Berkat ‘Kumis’ Erdogan Menangi Pilpres Turki?
angkaberita.id - Recep Erdogan (69) memenangi Pilpres Turki. Perhitungan sementara, dia mengungguli Kemal Kilicdaroglu, Capres usungan parpol bentukkan Kemal Attaturk, di Pilpres putaran kedua, Minggu (28/5/2023). Erdogan menang berkat "kumis"?
Dari 97 persen suara masuk, seperti dilansir Aljazeera, Erdogan meraih 52,1 persen. Kemal hanya 47,9 persen. Jika tak terjadi kejutan, Erdogan bakal kembali menjadi Presiden Turki selama lima tahun ke depan.
Termasuk memimpin Turki memasuki 100 tahun menjadi republik menyusul runtuhnya Kesultanan Turki Usmani setelah kalah di perang dunia I. Republik Turki resmi berdiri 29 Oktober 1923 setelah militer di bawah Attaturk mengasingkan Sultan Mehmed VI.
Hasil tadi, Erdogan tercatat bakal berkuasa di Turki selama 25 tahun, termasuk hampir 10 tahun sebagai presiden sejak 2014, dan presiden dengan kekuasaan eksekutif sejak 2018. Dukungan Sinan Ogan, Capres kubu nasionalis sekaligus sekutunya di pemerintahan, disebut mendongkrak suara Erdogan.
Namun, seperti diakui Sinan, Erdogan kembali berkuasa berkat "kumis"-nya. Kenapa? Ogan mengalihkan dukungan ke Erdogan lantaran AKP, parpol bentukkan Erdogan, bersama koalisinya kembali menguasai mayoritas parlemen Turki.
Koalisi AKP menguasai 323 dari 600 kursi DPR hasil Pemilu 14 Mei, dengan AKP menduduki 268 kursi.
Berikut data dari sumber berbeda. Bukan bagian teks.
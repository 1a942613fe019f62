//! Error taxonomy for the review pipeline.
//!
//! | Error             | Fatal | Handling                                         |
//! |-------------------|-------|--------------------------------------------------|
//! | `ConfigError`     | yes   | reported on stdout, process exits with code 1    |
//! | `ExtractionError` | no    | replaced by a diagnostic string, pipeline continues |
//! | `CompletionError` | no    | rendered inline as the agent's answer             |
//!
//! Nothing is retried. Every stage always produces some text.

use std::path::PathBuf;
use std::time::Duration;

use thiserror::Error;

/// Prefix of every answer produced from a failed completion.
pub const API_ERROR_MARKER: &str = "API Error:";

/// Prefix of the text substituted for an unreadable contract.
pub const EXTRACTION_ERROR_MARKER: &str = "Error reading PDF:";

/// Startup configuration problems. These abort before any pipeline work.
#[derive(Debug, Error)]
pub enum ConfigError {
    /// The API credential is absent, blank, or still the placeholder value.
    #[error("API key missing. Please set the {var} environment variable.")]
    MissingCredential { var: &'static str },

    /// A configuration value could not be parsed.
    #[error("invalid value for {var}: {reason}")]
    Invalid { var: &'static str, reason: String },
}

/// Failure to obtain text from the contract document.
#[derive(Debug, Error)]
pub enum ExtractionError {
    #[error("file not found: {}", .0.display())]
    NotFound(PathBuf),

    #[error("{0}")]
    Io(#[from] std::io::Error),

    #[error("{0}")]
    Pdf(#[from] lopdf::Error),
}

impl ExtractionError {
    /// Text handed to the analyst in place of the contract body.
    pub fn diagnostic(&self) -> String {
        format!("{EXTRACTION_ERROR_MARKER} {self}")
    }
}

/// Failure reported by the completion collaborator for a single `send`.
#[derive(Debug, Error)]
pub enum CompletionError {
    /// Network or backend failure.
    #[error("transport failure: {0}")]
    Transport(String),

    /// Quota exhausted or rate limited by the provider.
    #[error("rate limited: {0}")]
    RateLimited(String),

    /// The provider answered with something that could not be decoded.
    #[error("malformed response: {0}")]
    MalformedResponse(String),

    /// No answer within the configured request timeout.
    #[error("no response within {}s", .0.as_secs())]
    Timeout(Duration),
}

impl CompletionError {
    /// Classify a raw provider error message.
    pub fn from_provider_message(message: impl Into<String>) -> Self {
        let message = message.into();
        let lower = message.to_lowercase();
        if lower.contains("429") || lower.contains("quota") || lower.contains("rate limit") {
            Self::RateLimited(message)
        } else if lower.contains("json")
            || lower.contains("decode")
            || lower.contains("parse")
            || lower.contains("no candidates")
        {
            Self::MalformedResponse(message)
        } else {
            Self::Transport(message)
        }
    }

    /// The inline text an agent returns in place of a real answer.
    pub fn inline(&self) -> String {
        format!("{API_ERROR_MARKER} {self}")
    }
}

/// Returns `true` if `text` is an inline completion failure.
pub fn is_error_reply(text: &str) -> bool {
    text.starts_with(API_ERROR_MARKER)
}

#[cfg(test)]
mod tests {
    use super::*;

    #[test]
    fn quota_messages_are_rate_limited() {
        let err = CompletionError::from_provider_message("HTTP 429: Resource has been exhausted (e.g. check quota).");
        assert!(matches!(err, CompletionError::RateLimited(_)));
    }

    #[test]
    fn decode_messages_are_malformed() {
        let err = CompletionError::from_provider_message("ResponseError: failed to decode JSON body");
        assert!(matches!(err, CompletionError::MalformedResponse(_)));
    }

    #[test]
    fn other_messages_are_transport() {
        let err = CompletionError::from_provider_message("connection reset by peer");
        assert!(matches!(err, CompletionError::Transport(_)));
    }

    #[test]
    fn inline_text_carries_marker() {
        let text = CompletionError::Timeout(Duration::from_secs(30)).inline();
        assert!(is_error_reply(&text));
        assert!(text.contains("30s"));
    }

    #[test]
    fn extraction_diagnostic_names_path() {
        let err = ExtractionError::NotFound(PathBuf::from("missing.pdf"));
        let text = err.diagnostic();
        assert!(text.starts_with(EXTRACTION_ERROR_MARKER));
        assert!(text.contains("missing.pdf"));
    }

    #[test]
    fn missing_credential_names_variable() {
        let err = ConfigError::MissingCredential { var: "GOOGLE_API_KEY" };
        assert!(err.to_string().contains("GOOGLE_API_KEY"));
    }
}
Kendati berkurang 27 kursi, kemenangan AKP menjadi bukti Erdogan mengakar di pemilih mayoritas Turki. Terutama warga perdesaan di jazirah Anatolia, dan kaum Islam konservatif.
Sedangkan CHP, kubu oposisi di parlemen sekaligus parpol warisan Attaturk kuat di perkotaan dan kawasan pesisir pantai, dengan pemilih cenderung sekuler. Terbukti saat Pemilu lokal, AKP kalah dari CHP saat pemilihan walikota di empat kota terbesar di Turki, termasuk Istanbul dan Ankara, ibukota Turki Eropa dan Asia.
"Mereka di dapur, kita di balkon. Kendati belum ada hasil pasti, kita terbukti jauh memimpin," kata Erdogan dari balkon markas AKP di Ankara usai coblosan Pilpres 14 Mei menyindir iklan kampanye Kemal.
Kemal memilih dapur sebagai latar iklan kampanye sentilan ketidakbecusan Erdogan mengelola ekonomi Turki ditandai inflasi dan meroketnya biaya hidup belakangan. Dapur identik dengan ekonomi. Pesannya, dapur tak ngepul gegara Erdogan tak becus kelola ekonomi.
Namun, bagi Erdogan, balkon dan Anatolia merupakan pilar kultural Turki sekaligus ceruk politik struktural AKP. Kumis menjadi identitasnya. "Seorang pria tanpa kumis ibarat rumah tanpa balkon," beber Benoit Fliche, Antropolog di French Institute of Anatolian Studies di Istanbul merujuk ungkapan populer di Turki.
Seperti juga tradisi Timur Tengah, kumis dan jambang menjadi identitas kultural kaum laki-laki. Kumis di kalangan Anatolia simbol kejantanan (virility). Tak heran, kumis mendadak populer di Turki selepas kudeta gagal tahun 2016. Hampir seluruh menteri kabinet Erdogan setelah itu selalu berkumis, termasuk mereka sebelumnya tak berkumis.
Jauh sebelum itu, Istanbul juga telah menjadi pusat tren kumis di Timur Tengah. Bedanya, Istanbul lebih kepentingan ekonomi. Sedangkan kumis setelah kudeta lebih politis, menteri takut kena resafel selain sebagai bentuk loyalitas ke Erdogan. Kumis Erdogan sendiri khas Anatolia, tipis rapi di atas bibir.
Sebab, kalau tebal dan bersemak lazimnya kumis Stalin, kelakar berkembang, itu kumis kaum kiri dan Kurdi. Sedangkan kalau melengkung ke bawah mirip taring, konon itu kumis kaum esktrem kanan. Erdogan mencerminkan kumis kaum agamis asli Turki. Kadang di politik, preferensi coblosan juga berkisar soal kumis atau klimis, alias penampilan.